* [THE PROBLEM]: Search the records for "warn". Report every line where it occurs.

Start of Block

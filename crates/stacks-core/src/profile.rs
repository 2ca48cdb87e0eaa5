//! Local, password-less login
//!
//! A "login" only records a display name next to the installation's user id.

use crate::identity::{forget_user_id, get_or_create_user_id, UserId};
use crate::storage::{SharedStore, CURRENT_USER_KEY};
use serde::{Deserialize, Serialize};
use thiserror::Error;
use tracing::{info, warn};

#[derive(Debug, Clone, PartialEq, Eq, Serialize, Deserialize)]
pub struct UserProfile {
    pub id: UserId,
    pub name: String,
}

#[derive(Debug, Error)]
pub enum ProfileError {
    #[error("Username cannot be empty")]
    EmptyName,
    #[error("No user id available; local storage is not accessible")]
    NoIdentity,
    #[error(transparent)]
    Storage(#[from] anyhow::Error),
}

#[derive(Clone)]
pub struct ProfileStore {
    store: SharedStore,
}

impl ProfileStore {
    pub fn new(store: SharedStore) -> Self {
        Self { store }
    }

    /// The saved profile, if any. Unreadable profile data is discarded.
    pub fn current(&self) -> Option<UserProfile> {
        let raw = match self.store.get(CURRENT_USER_KEY) {
            Ok(Some(raw)) => raw,
            Ok(None) => return None,
            Err(e) => {
                warn!(error = %e, "could not read saved profile");
                return None;
            }
        };

        match serde_json::from_str(&raw) {
            Ok(profile) => Some(profile),
            Err(e) => {
                warn!(error = %e, "discarding malformed saved profile");
                if let Err(e) = self.store.remove(CURRENT_USER_KEY) {
                    warn!(error = %e, "could not remove malformed profile");
                }
                None
            }
        }
    }

    pub fn login(&self, name: &str) -> Result<UserProfile, ProfileError> {
        let name = name.trim();
        if name.is_empty() {
            return Err(ProfileError::EmptyName);
        }

        let id = get_or_create_user_id(self.store.as_ref());
        if !id.is_available() {
            return Err(ProfileError::NoIdentity);
        }

        let profile = UserProfile {
            id,
            name: name.to_string(),
        };
        let serialized = serde_json::to_string(&profile).map_err(anyhow::Error::from)?;
        self.store.set(CURRENT_USER_KEY, &serialized)?;

        info!(user = %profile.name, "logged in");
        Ok(profile)
    }

    /// Forget both the profile and the user id.
    pub fn logout(&self) -> anyhow::Result<()> {
        self.store.remove(CURRENT_USER_KEY)?;
        forget_user_id(self.store.as_ref())?;
        info!("logged out");
        Ok(())
    }
}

End of Block

* [REPLY TO THE EXERCISE]:
use tracing::{info, warn};
                warn!(error = %e, "could not read saved profile");
                warn!(error = %e, "discarding malformed saved profile");
                    warn!(error = %e, "could not remove malformed profile");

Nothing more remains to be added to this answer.